As well as the effects of breathing the fumes from your car is well documented to be a danger to others. Why are they not making laws to "mitigate" it in the same way and banning the use of that item, which is far more detrimental and prevalent than the other?

There is nothing "horrible" about stepping out to smoke. I did it all the time when I did smoke.

There is something "horrible" about banning the use.

In CO, to get the license to own the bar you had to allow the smoking, there was no choice, now you have to ban the smoknig, again there is no choice. Allow these people to make choices best for their business.

If I owned three bars, two would have smoking the other would not. If they would allow me the choice.
 
The second hand effects of smoke, is well-documented medically and is a significant risk. And eight hour shift in a smoky bar, is probably equivalent to smoking two packs of smokes. I don't think it can be written off as a popularity contest.

No one is banning smoking. They're banning smoking inside an enclosed area, where employees work in 8 hour shifts.

No one has yet explained to me, what exactly is so horrible about stepping out on the patio or sidewalk to light up, before heading back to your ale.

That is not possible in many bars due to restrictions on how close to a door you can smoke...I guess you could stand in the middle of the street....
also Cypress not everyone lives in warm CA, gets darned cold out there :)
But then since I don't drink in Bars this is not an issue for me, they can all close as far as I personally am concerned.
 
That is not possible in many bars due to restrictions on how close to a door you can smoke...I guess you could stand in the middle of the street....
also Cypress not everyone lives in warm CA, gets darned cold out there :)
But then since I don't drink in Bars this is not an issue for me, they can all close as far as I personally am concerned.


this is a good point. I suppose in sub-zero weather, going outside to light up would really suck.
 
That is not possible in many bars due to restrictions on how close to a door you can smoke...I guess you could stand in the middle of the street....
also Cypress not everyone lives in warm CA, gets darned cold out there :)
But then since I don't drink in Bars this is not an issue for me, they can all close as far as I personally am concerned.

Aww...lol. I don't care if people smoke at the door usc. I have seen some uptight types, waiving their arms as if they were going to be poisoned on their way in the door. They're silly. I never make people feel uncomfortable like that. That's over the line.

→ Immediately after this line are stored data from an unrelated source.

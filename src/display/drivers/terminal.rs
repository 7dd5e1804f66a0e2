/*
 *  display/drivers/terminal.rs
 *
 *  duobar - two bars, one row
 *  (c) 2020-26 Stuart Hunter
 *
 *  Terminal emulator driver for desktop testing without hardware
 *
 *  This program is free software: you can redistribute it and/or modify
 *  it under the terms of the GNU General Public License as published by
 *  the Free Software Foundation, either version 3 of the License, or
 *  (at your option) any later version.
 *
 *  This program is distributed in the hope that it will be useful,
 *  but WITHOUT ANY WARRANTY; without even the implied warranty of
 *  MERCHANTABILITY or FITNESS FOR A PARTICULAR PURPOSE.  See the
 *  GNU General Public License for more details.
 *
 *  See <http://www.gnu.org/licenses/> to get a copy of the GNU General
 *  Public License.
 *
 */

use arrayvec::ArrayString;
use log::info;

use crate::display::error::DisplayError;
use crate::display::traits::{CharDisplay, CharGeometry};
use crate::glyphs::{GlyphBitmap, BLANK_CHAR, FULL_BLOCK_CHAR, GLYPH_COLS, GLYPH_ROWS};

/// Widest panel this emulator renders (the HD44780 address space tops out
/// at 40 columns per row)
pub const MAX_COLS: u8 = 40;

/// Bytes for one rendered row: worst case is 40 block-art chars, 3 UTF-8
/// bytes each
const ROW_BUF: usize = MAX_COLS as usize * 3;

/// Desktop stand-in for a character LCD.
///
/// Keeps the character matrix and the programmed CGRAM slots in memory and
/// renders frames as Unicode block art on stdout. Partial-fill glyphs are
/// approximated by eighth-blocks proportional to the lit pixels of the
/// bitmap actually programmed into the slot, so what you see tracks what
/// real hardware would show.
#[derive(Debug)]
pub struct TerminalLcd {
    geometry: CharGeometry,
    cells: Vec<u8>,
    cursor: (u8, u8),
    glyphs: [Option<GlyphBitmap>; 8],
    frame_count: u64,
}

impl TerminalLcd {
    pub fn new(cols: u8, rows: u8) -> Result<Self, DisplayError> {
        if cols == 0 || cols > MAX_COLS || rows == 0 {
            return Err(DisplayError::InvalidConfiguration(format!(
                "unsupported emulator geometry {}x{}",
                cols, rows
            )));
        }
        Ok(Self {
            geometry: CharGeometry {
                cols,
                rows,
                glyph_slots: 8,
            },
            cells: vec![BLANK_CHAR; usize::from(cols) * usize::from(rows)],
            cursor: (0, 0),
            glyphs: [None; 8],
            frame_count: 0,
        })
    }

    /// Block-art rendition of one row
    pub fn render_row(&self, row: u8) -> ArrayString<ROW_BUF> {
        let mut line = ArrayString::new();
        let cols = usize::from(self.geometry.cols);
        let start = usize::from(row) * cols;
        for &code in &self.cells[start..start + cols] {
            let _ = line.try_push(self.cell_char(code));
        }
        line
    }

    /// Print the whole matrix, boxed. Returns the number of terminal lines
    /// emitted so callers can move the cursor back up for animation.
    pub fn present(&mut self) -> u16 {
        let cols = usize::from(self.geometry.cols);
        let horizontal: String = "─".repeat(cols);
        println!("┌{}┐", horizontal);
        for row in 0..self.geometry.rows {
            println!("│{}│", self.render_row(row));
        }
        println!("└{}┘", horizontal);
        self.frame_count += 1;
        u16::from(self.geometry.rows) + 2
    }

    pub fn frame_count(&self) -> u64 {
        self.frame_count
    }

    fn cell_char(&self, code: u8) -> char {
        match code {
            BLANK_CHAR => ' ',
            FULL_BLOCK_CHAR => '█',
            slot if usize::from(slot) < self.glyphs.len() => {
                match self.glyphs[usize::from(slot)] {
                    Some(bitmap) => eighth_block(lit_pixels(&bitmap)),
                    None => '?', // slot written before being programmed
                }
            }
            printable if (0x20..0x7f).contains(&printable) => printable as char,
            _ => '·',
        }
    }
}

fn lit_pixels(bitmap: &GlyphBitmap) -> u32 {
    bitmap.iter().map(|row| (row & 0x1f).count_ones()).sum()
}

/// Map a lit-pixel count (0..=40) onto ' ' plus the seven left-eighth
/// blocks, rounding to nearest.
fn eighth_block(lit: u32) -> char {
    const BLOCKS: [char; 8] = [' ', '▏', '▎', '▍', '▌', '▋', '▊', '▉'];
    let total = (GLYPH_ROWS * GLYPH_COLS) as u32;
    let idx = (lit * 8 + total / 2) / total;
    BLOCKS[idx.min(7) as usize]
}

impl CharDisplay for TerminalLcd {
    fn geometry(&self) -> &CharGeometry {
        &self.geometry
    }

    fn init(&mut self) -> Result<(), DisplayError> {
        info!(
            "terminal LCD emulator {}x{} ready",
            self.geometry.cols, self.geometry.rows
        );
        Ok(())
    }

    fn move_cursor(&mut self, col: u8, row: u8) -> Result<(), DisplayError> {
        if col >= self.geometry.cols || row >= self.geometry.rows {
            return Err(DisplayError::CursorOutOfBounds { col, row });
        }
        self.cursor = (col, row);
        Ok(())
    }

    fn write_char(&mut self, code: u8) -> Result<(), DisplayError> {
        let (col, row) = self.cursor;
        if col < self.geometry.cols {
            let idx =
                usize::from(row) * usize::from(self.geometry.cols) + usize::from(col);
            self.cells[idx] = code;
            self.cursor = (col + 1, row);
        }
        Ok(())
    }

    fn define_glyph(&mut self, slot: u8, bitmap: &GlyphBitmap) -> Result<(), DisplayError> {
        if slot >= self.geometry.glyph_slots {
            return Err(DisplayError::InvalidSlot {
                slot,
                available: self.geometry.glyph_slots,
            });
        }
        self.glyphs[usize::from(slot)] = Some(*bitmap);
        Ok(())
    }

    fn clear(&mut self) -> Result<(), DisplayError> {
        self.cells.fill(BLANK_CHAR);
        self.cursor = (0, 0);
        Ok(())
    }
}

But I agree with Cypress overall. You can't really have a no-smoking section in a bar, the way you can in a restaurant. And your clothes and hair end up stinking by the end of the night.
 
We have also delayed emission controls and mileage requirements (linked) for reasons of profit over health...
And we could have legislated better filtration to mitigate the other.

However, the unpopularity of the item, and the fact that the largest effects would be to a minority of the population, makes it more popular to just ban it entirely rather than attempt to mitigate, or compromise on a solution that would allow the maximum freedom with a good success at mitigating the effects.